## Dataset records
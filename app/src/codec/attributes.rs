// ==============================================================================
// codec/attributes.rs - Attribute Value Encoding
// ==============================================================================
// Description: Numeric coercion, origin markers and the raw source line policy
// Author: Matt Barham
// Created: 2026-09-29
// Modified: 2026-10-09
// Version: 1.1.0
// ==============================================================================
// Coercion is lossy: "042" is stored as 42 and decodes as "42".
// ==============================================================================

use flate2::read::GzDecoder;
use flate2::write::GzEncoder;
use flate2::Compression;
use std::io::{Read, Write};

use super::MalformedRecordError;
use crate::config::SrcInclusionPolicy;
use crate::models::{AttributeValue, BinaryValue, Origin};

/// Raw original source line
pub const SOURCE_LINE_KEY: &str = "src";

/// "<partition>:<lineIndex>" pointer back into the input
pub const ORIGIN_KEY: &str = "ori";

/// Narrowest of int, long, double; otherwise the original string
pub fn coerce_value(value: &str) -> AttributeValue {
    if let Ok(v) = value.parse::<i32>() {
        return AttributeValue::Int(v);
    }
    if let Ok(v) = value.parse::<i64>() {
        return AttributeValue::Long(v);
    }
    match value.parse::<f64>() {
        // NaN and infinities have no JSON form
        Ok(v) if v.is_finite() => AttributeValue::Double(v),
        _ => AttributeValue::Text(value.to_string()),
    }
}

/// Split an origin marker on its last ':'
pub fn parse_origin(value: &str) -> Result<Origin, MalformedRecordError> {
    let (partition, index) = value
        .rsplit_once(':')
        .ok_or_else(|| MalformedRecordError::MalformedOrigin(value.to_string()))?;

    let line_index = index
        .trim()
        .parse::<i64>()
        .map_err(|_| MalformedRecordError::MalformedOrigin(value.to_string()))?;

    Ok(Origin {
        partition: partition.to_string(),
        line_index,
    })
}

pub fn format_origin(origin: &Origin) -> String {
    format!("{}:{}", origin.partition, origin.line_index)
}

/// Apply the inclusion policy to a raw source line
///
/// Returns `None` when the policy drops the line.
pub fn encode_source_line(
    line: &str,
    policy: SrcInclusionPolicy,
) -> Result<Option<AttributeValue>, MalformedRecordError> {
    let kept = match policy {
        SrcInclusionPolicy::None => return Ok(None),
        SrcInclusionPolicy::First8Columns => first_columns(line, 8),
        SrcInclusionPolicy::Full => line.to_string(),
    };

    Ok(Some(AttributeValue::Binary(BinaryValue {
        bytes: gzip(kept.as_bytes())?,
    })))
}

/// Restore a stored source line; nothing is restored under `NONE`
pub fn decode_source_line(
    value: &AttributeValue,
    policy: SrcInclusionPolicy,
) -> Result<Option<String>, MalformedRecordError> {
    if policy == SrcInclusionPolicy::None {
        return Ok(None);
    }

    match value {
        AttributeValue::Binary(binary) => {
            let bytes = gunzip(&binary.bytes)?;
            let line = String::from_utf8(bytes)
                .map_err(|e| MalformedRecordError::CorruptSourceLine(e.to_string()))?;
            Ok(Some(line))
        }
        // Uncompressed lines written by older loads
        other => Ok(other.to_text()),
    }
}

fn first_columns(line: &str, columns: usize) -> String {
    line.split('\t').take(columns).collect::<Vec<_>>().join("\t")
}

fn gzip(bytes: &[u8]) -> Result<Vec<u8>, MalformedRecordError> {
    let mut encoder = GzEncoder::new(Vec::new(), Compression::default());
    encoder.write_all(bytes)?;
    Ok(encoder.finish()?)
}

fn gunzip(bytes: &[u8]) -> Result<Vec<u8>, MalformedRecordError> {
    let mut decoder = GzDecoder::new(bytes);
    let mut out = Vec::new();
    decoder
        .read_to_end(&mut out)
        .map_err(|e| MalformedRecordError::CorruptSourceLine(e.to_string()))?;
    Ok(out)
}

#[cfg(test)]
mod tests {
    use super::*;

    const LINE: &str = "1\t10177\trs367896724\tA\tAC\t100\tPASS\tAC=2130;AF=0.425\tGT\t1|0\t0|1";

    #[test]
    fn test_coercion_picks_narrowest_type() {
        assert_eq!(coerce_value("42"), AttributeValue::Int(42));
        assert_eq!(coerce_value("-7"), AttributeValue::Int(-7));
        assert_eq!(coerce_value("3000000000"), AttributeValue::Long(3_000_000_000));
        assert_eq!(coerce_value("0.425"), AttributeValue::Double(0.425));
        assert_eq!(coerce_value("abc"), AttributeValue::Text("abc".to_string()));
        assert_eq!(coerce_value("PASS"), AttributeValue::Text("PASS".to_string()));
    }

    #[test]
    fn test_coercion_keeps_non_finite_as_text() {
        assert_eq!(coerce_value("NaN"), AttributeValue::Text("NaN".to_string()));
        assert_eq!(coerce_value("inf"), AttributeValue::Text("inf".to_string()));
    }

    #[test]
    fn test_coercion_is_lossy_for_numeric_strings() {
        // Leading zeros do not survive
        assert_eq!(coerce_value("042").to_text().unwrap(), "42");
    }

    #[test]
    fn test_origin_split_on_last_colon() {
        let origin = parse_origin("s3://bucket/chr1.vcf:1532").unwrap();
        assert_eq!(origin.partition, "s3://bucket/chr1.vcf");
        assert_eq!(origin.line_index, 1532);
        assert_eq!(format_origin(&origin), "s3://bucket/chr1.vcf:1532");
    }

    #[test]
    fn test_malformed_origin() {
        assert!(matches!(
            parse_origin("no-colon-here"),
            Err(MalformedRecordError::MalformedOrigin(_))
        ));
        assert!(matches!(
            parse_origin("part:abc"),
            Err(MalformedRecordError::MalformedOrigin(_))
        ));
    }

    #[test]
    fn test_src_policy_none_drops_line() {
        assert!(encode_source_line(LINE, SrcInclusionPolicy::None).unwrap().is_none());
    }

    #[test]
    fn test_src_policy_first_8_columns() {
        let encoded = encode_source_line(LINE, SrcInclusionPolicy::First8Columns)
            .unwrap()
            .unwrap();
        assert!(matches!(encoded, AttributeValue::Binary(_)));

        let decoded = decode_source_line(&encoded, SrcInclusionPolicy::First8Columns)
            .unwrap()
            .unwrap();
        assert_eq!(decoded.split('\t').count(), 8);
        assert_eq!(decoded, "1\t10177\trs367896724\tA\tAC\t100\tPASS\tAC=2130;AF=0.425");
    }

    #[test]
    fn test_src_policy_first_8_columns_short_line() {
        let encoded = encode_source_line("1\t100\t.", SrcInclusionPolicy::First8Columns)
            .unwrap()
            .unwrap();
        let decoded = decode_source_line(&encoded, SrcInclusionPolicy::First8Columns)
            .unwrap()
            .unwrap();
        assert_eq!(decoded, "1\t100\t.");
    }

    #[test]
    fn test_src_policy_full_round_trip() {
        let encoded = encode_source_line(LINE, SrcInclusionPolicy::Full).unwrap().unwrap();
        let decoded = decode_source_line(&encoded, SrcInclusionPolicy::Full).unwrap().unwrap();
        assert_eq!(decoded, LINE);
    }

    #[test]
    fn test_decode_skipped_under_none() {
        let encoded = encode_source_line(LINE, SrcInclusionPolicy::Full).unwrap().unwrap();
        assert!(decode_source_line(&encoded, SrcInclusionPolicy::None).unwrap().is_none());
    }

    #[test]
    fn test_corrupt_source_line() {
        let value = AttributeValue::Binary(BinaryValue { bytes: vec![0, 1, 2, 3] });
        assert!(matches!(
            decode_source_line(&value, SrcInclusionPolicy::Full),
            Err(MalformedRecordError::CorruptSourceLine(_))
        ));
    }
}
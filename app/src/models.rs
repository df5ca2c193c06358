// ==============================================================================
// models.rs - Variant Ingestion Data Models
// ==============================================================================
// Description: In-memory study entries and the persisted variant document shape
// Author: Matt Barham
// Created: 2026-09-28
// Modified: 2026-10-14
// Version: 1.2.0
// ==============================================================================
// Persisted shape (field names are part of the stored format):
//   { studyId, files: [{ fileId, alternates?, attributes?, origin? }],
//     genotypes?, stats? }
// ==============================================================================

use serde::{Deserialize, Serialize};
use std::collections::BTreeMap;

/// Per-sample field table: sample name -> (format field -> value)
pub type SampleTable = BTreeMap<String, BTreeMap<String, String>>;

/// One file's contribution to one study at one variant position
#[derive(Debug, Clone, Default, PartialEq)]
pub struct StudyEntry {
    /// File identifier. `None` when a decoded entry merges several files.
    pub file_id: Option<String>,

    /// Study identifier (numeric id when encoding, resolved name after decoding)
    pub study_id: String,

    /// Alternate alleles beyond the primary one, in positional order
    pub secondary_alternates: Vec<String>,

    /// Open attribute bag (INFO fields, QUAL, FILTER, `src`, `ori`, ...)
    pub attributes: BTreeMap<String, String>,

    /// Per-sample genotype table
    pub samples: SampleTable,

    /// Genotype statistics, present only when computed or stored
    pub stats: Option<VariantStats>,
}

impl StudyEntry {
    pub fn new(file_id: impl Into<String>, study_id: impl Into<String>) -> Self {
        Self {
            file_id: Some(file_id.into()),
            study_id: study_id.into(),
            ..Default::default()
        }
    }

    pub fn with_attribute(mut self, key: impl Into<String>, value: impl Into<String>) -> Self {
        self.attributes.insert(key.into(), value.into());
        self
    }

    pub fn with_sample(mut self, sample: impl Into<String>, genotype: impl Into<String>) -> Self {
        let mut fields = BTreeMap::new();
        fields.insert("GT".to_string(), genotype.into());
        self.samples.insert(sample.into(), fields);
        self
    }
}

/// A parsed variant observation for one file/study, produced by a source
#[derive(Debug, Clone, PartialEq)]
pub struct VariantRecord {
    pub chromosome: String,
    pub start: u64,
    pub end: u64,
    pub reference: String,
    pub alternate: String,
    pub entry: StudyEntry,
}

impl VariantRecord {
    /// Stable variant key ("chromosome:start:reference:alternate")
    pub fn variant_id(&self) -> String {
        format!(
            "{}:{}:{}:{}",
            self.chromosome, self.start, self.reference, self.alternate
        )
    }
}

/// Typed attribute value stored in a file sub-document
///
/// Serialized untagged: numbers stay numbers, binary payloads use the
/// `{"$binary": "<base64>"}` form. Variant order matters for deserialization:
/// the narrowest numeric type that accepts the value wins.
#[derive(Debug, Clone, PartialEq, Serialize, Deserialize)]
#[serde(untagged)]
pub enum AttributeValue {
    Int(i32),
    Long(i64),
    Double(f64),
    Binary(BinaryValue),
    Text(String),
}

impl AttributeValue {
    /// String form of a scalar value. Binary payloads have none.
    pub fn to_text(&self) -> Option<String> {
        match self {
            AttributeValue::Int(v) => Some(v.to_string()),
            AttributeValue::Long(v) => Some(v.to_string()),
            AttributeValue::Double(v) => Some(v.to_string()),
            AttributeValue::Text(v) => Some(v.clone()),
            AttributeValue::Binary(_) => None,
        }
    }
}

#[derive(Debug, Clone, PartialEq, Serialize, Deserialize)]
pub struct BinaryValue {
    #[serde(rename = "$binary", with = "base64_bytes")]
    pub bytes: Vec<u8>,
}

mod base64_bytes {
    use base64::{engine::general_purpose::STANDARD, Engine as _};
    use serde::{Deserialize, Deserializer, Serializer};

    pub fn serialize<S: Serializer>(bytes: &[u8], serializer: S) -> Result<S::Ok, S::Error> {
        serializer.serialize_str(&STANDARD.encode(bytes))
    }

    pub fn deserialize<'de, D: Deserializer<'de>>(deserializer: D) -> Result<Vec<u8>, D::Error> {
        let text = String::deserialize(deserializer)?;
        STANDARD
            .decode(text.as_bytes())
            .map_err(serde::de::Error::custom)
    }
}

/// Structured origin marker ("<partition>:<lineIndex>")
#[derive(Debug, Clone, PartialEq, Eq, Serialize, Deserialize)]
pub struct Origin {
    #[serde(rename = "s")]
    pub partition: String,
    #[serde(rename = "i")]
    pub line_index: i64,
}

/// File sub-document inside an encoded study document
#[derive(Debug, Clone, PartialEq, Serialize, Deserialize)]
pub struct FileDocument {
    #[serde(rename = "fileId")]
    pub file_id: i32,

    #[serde(default, skip_serializing_if = "Option::is_none")]
    pub alternates: Option<Vec<String>>,

    #[serde(default, skip_serializing_if = "Option::is_none")]
    pub attributes: Option<BTreeMap<String, AttributeValue>>,

    #[serde(default, skip_serializing_if = "Option::is_none")]
    pub origin: Option<Origin>,
}

/// Compact persisted form of the study entries sharing one (variant, study)
#[derive(Debug, Clone, PartialEq, Serialize, Deserialize)]
pub struct EncodedDocument {
    #[serde(rename = "studyId")]
    pub study_id: i32,

    #[serde(default)]
    pub files: Vec<FileDocument>,

    #[serde(default, skip_serializing_if = "Option::is_none")]
    pub genotypes: Option<serde_json::Value>,

    #[serde(default, skip_serializing_if = "Option::is_none")]
    pub stats: Option<VariantStats>,
}

impl EncodedDocument {
    /// Fold another document for the same study into this one.
    ///
    /// File sub-documents are appended (an existing file id is replaced),
    /// genotype payloads are deep-merged and the newer stats win.
    pub fn merge(&mut self, other: EncodedDocument) {
        for file in other.files {
            match self.files.iter_mut().find(|f| f.file_id == file.file_id) {
                Some(existing) => *existing = file,
                None => self.files.push(file),
            }
        }

        self.genotypes = match (self.genotypes.take(), other.genotypes) {
            (Some(mut current), Some(incoming)) => {
                merge_json(&mut current, incoming);
                Some(current)
            }
            (current, incoming) => current.or(incoming),
        };

        if other.stats.is_some() {
            self.stats = other.stats;
        }
    }
}

/// Objects merge key-wise, arrays union in order, scalars are replaced
fn merge_json(target: &mut serde_json::Value, incoming: serde_json::Value) {
    use serde_json::Value;

    match (target, incoming) {
        (Value::Object(current), Value::Object(incoming)) => {
            for (key, value) in incoming {
                match current.get_mut(&key) {
                    Some(existing) => merge_json(existing, value),
                    None => {
                        current.insert(key, value);
                    }
                }
            }
        }
        (Value::Array(current), Value::Array(incoming)) => {
            for value in incoming {
                if !current.contains(&value) {
                    current.push(value);
                }
            }
        }
        (target, incoming) => *target = incoming,
    }
}

/// Document as handed to a store: variant coordinates plus the study document
#[derive(Debug, Clone, PartialEq, Serialize, Deserialize)]
pub struct VariantDocument {
    pub id: String,
    pub chromosome: String,
    pub start: u64,
    pub end: u64,
    pub reference: String,
    pub alternate: String,
    pub study: EncodedDocument,
}

impl VariantDocument {
    /// Storage key: one document per (variant, study)
    pub fn key(&self) -> (String, i32) {
        (self.id.clone(), self.study.study_id)
    }
}

/// Genotype statistics for one variant in one study
#[derive(Debug, Clone, Default, PartialEq, Serialize, Deserialize)]
#[serde(rename_all = "camelCase")]
pub struct VariantStats {
    pub ref_allele_count: u32,
    pub alt_allele_count: u32,
    pub missing_alleles: u32,
    pub missing_genotypes: u32,
    pub genotype_counts: BTreeMap<String, u32>,
    /// Minor allele frequency
    pub maf: f64,
    /// Minor genotype frequency
    pub mgf: f64,
    #[serde(default, skip_serializing_if = "Option::is_none")]
    pub mgf_genotype: Option<String>,
}
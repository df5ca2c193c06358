// ==============================================================================
// codec/mod.rs - Variant Record Codec
// ==============================================================================
// Description: Study entry <-> compact document transformation (no I/O)
// Author: Matt Barham
// Created: 2026-09-29
// Modified: 2026-10-15
// Version: 1.2.0
// ==============================================================================

pub mod attributes;
pub mod keys;
pub mod samples;
pub mod stats;
pub mod study_entry;

use thiserror::Error;

pub use samples::{GroupedGenotypeCodec, SampleCodec};
pub use study_entry::{CodecOptions, StudyEntryCodec};

/// A record or document the codec cannot turn into the other form
#[derive(Error, Debug)]
pub enum MalformedRecordError {
    #[error("Invalid {field} identifier: '{value}'")]
    InvalidIdentifier { field: &'static str, value: String },

    #[error("Malformed origin marker '{0}' (expected <partition>:<lineIndex>)")]
    MalformedOrigin(String),

    #[error("Cannot restore source line: {0}")]
    CorruptSourceLine(String),

    #[error("Invalid genotype payload: {0}")]
    InvalidGenotypes(String),

    #[error("Compression error: {0}")]
    Compression(#[from] std::io::Error),
}
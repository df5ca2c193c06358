// ==============================================================================
// codec/keys.rs - Document Key Escaping
// ==============================================================================
// Description: Document field names may not contain '.', so it is swapped for
//              an escape token on the way in and restored on the way out
// Author: Matt Barham
// Created: 2026-09-29
// Modified: 2026-09-29
// Version: 1.0.0
// ==============================================================================

use std::borrow::Cow;

/// Replacement for '.' inside stored field names
pub const DOT_ESCAPE: &str = "&#46;";

pub fn escape_key(key: &str) -> Cow<'_, str> {
    if key.contains('.') {
        Cow::Owned(key.replace('.', DOT_ESCAPE))
    } else {
        Cow::Borrowed(key)
    }
}

pub fn unescape_key(key: &str) -> Cow<'_, str> {
    if key.contains(DOT_ESCAPE) {
        Cow::Owned(key.replace(DOT_ESCAPE, "."))
    } else {
        Cow::Borrowed(key)
    }
}
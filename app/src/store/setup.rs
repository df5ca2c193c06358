// ==============================================================================
// store/setup.rs - One-Time Setup Gate
// ==============================================================================
// Description: Runs store setup exactly once per load across all sink workers
// Author: Matt Barham
// Created: 2026-10-04
// Modified: 2026-10-12
// Version: 1.0.1
// ==============================================================================
// The first worker to reach the gate runs setup; every other worker waits on
// the same cell and then sees the same outcome. A failed setup is remembered
// so that no worker writes afterwards.
// ==============================================================================

use std::future::Future;
use std::sync::Arc;
use tokio::sync::OnceCell;
use tracing::{debug, info};

use super::SetupError;

#[derive(Debug, Clone, Default)]
pub struct SetupGate {
    outcome: Arc<OnceCell<Result<(), SetupError>>>,
}

impl SetupGate {
    pub fn new() -> Self {
        Self::default()
    }

    /// Wait for setup, running `setup` if nobody has yet.
    ///
    /// `setup` is only polled by the caller that wins the race. If that caller
    /// is dropped mid-setup, the next waiter runs its own `setup` instead.
    pub async fn run_once<F>(&self, setup: F) -> Result<(), SetupError>
    where
        F: Future<Output = Result<(), SetupError>>,
    {
        if let Some(outcome) = self.outcome.get() {
            return outcome.clone();
        }

        let mut ran = false;
        let outcome = self
            .outcome
            .get_or_init(|| async {
                ran = true;
                info!("Running one-time store setup");
                setup.await
            })
            .await;

        if !ran {
            debug!("Store setup already performed by another worker");
        }
        outcome.clone()
    }

    /// True once setup has finished successfully
    pub fn is_complete(&self) -> bool {
        matches!(self.outcome.get(), Some(Ok(())))
    }
}
// ==============================================================================
// parsers/mod.rs - Record source modules
// ==============================================================================
// Description: Sources that turn variant files into pipeline records
// Author: Matt Barham
// Created: 2025-11-03
// Modified: 2026-10-14
// Version: 2.0.0
// ==============================================================================

pub mod vcf;

pub use vcf::{VCFParseError, VcfRecordSource};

## About this exercise
Print, please, the lines from the first line of the material through the line that contains "its last ':'", exactly as written and with nothing added.

## Written response
filename app/src/codec/attributes.rs
// ==============================================================================
// codec/attributes.rs - Attribute Value Encoding
// ==============================================================================
// Description: Numeric coercion, origin markers and the raw source line policy
// Author: Matt Barham
// Created: 2026-09-29
// Modified: 2026-10-09
// Version: 1.1.0
// ==============================================================================
// Coercion is lossy: "042" is stored as 42 and decodes as "42".
// ==============================================================================

use flate2::read::GzDecoder;
use flate2::write::GzEncoder;
use flate2::Compression;
use std::io::{Read, Write};

use super::MalformedRecordError;
use crate::config::SrcInclusionPolicy;
use crate::models::{AttributeValue, BinaryValue, Origin};

/// Raw original source line
pub const SOURCE_LINE_KEY: &str = "src";

/// "<partition>:<lineIndex>" pointer back into the input
pub const ORIGIN_KEY: &str = "ori";

/// Narrowest of int, long, double; otherwise the original string
pub fn coerce_value(value: &str) -> AttributeValue {
    if let Ok(v) = value.parse::<i32>() {
        return AttributeValue::Int(v);
    }
    if let Ok(v) = value.parse::<i64>() {
        return AttributeValue::Long(v);
    }
    match value.parse::<f64>() {
        // NaN and infinities have no JSON form
        Ok(v) if v.is_finite() => AttributeValue::Double(v),
        _ => AttributeValue::Text(value.to_string()),
    }
}

/// Split an origin marker on its last ':'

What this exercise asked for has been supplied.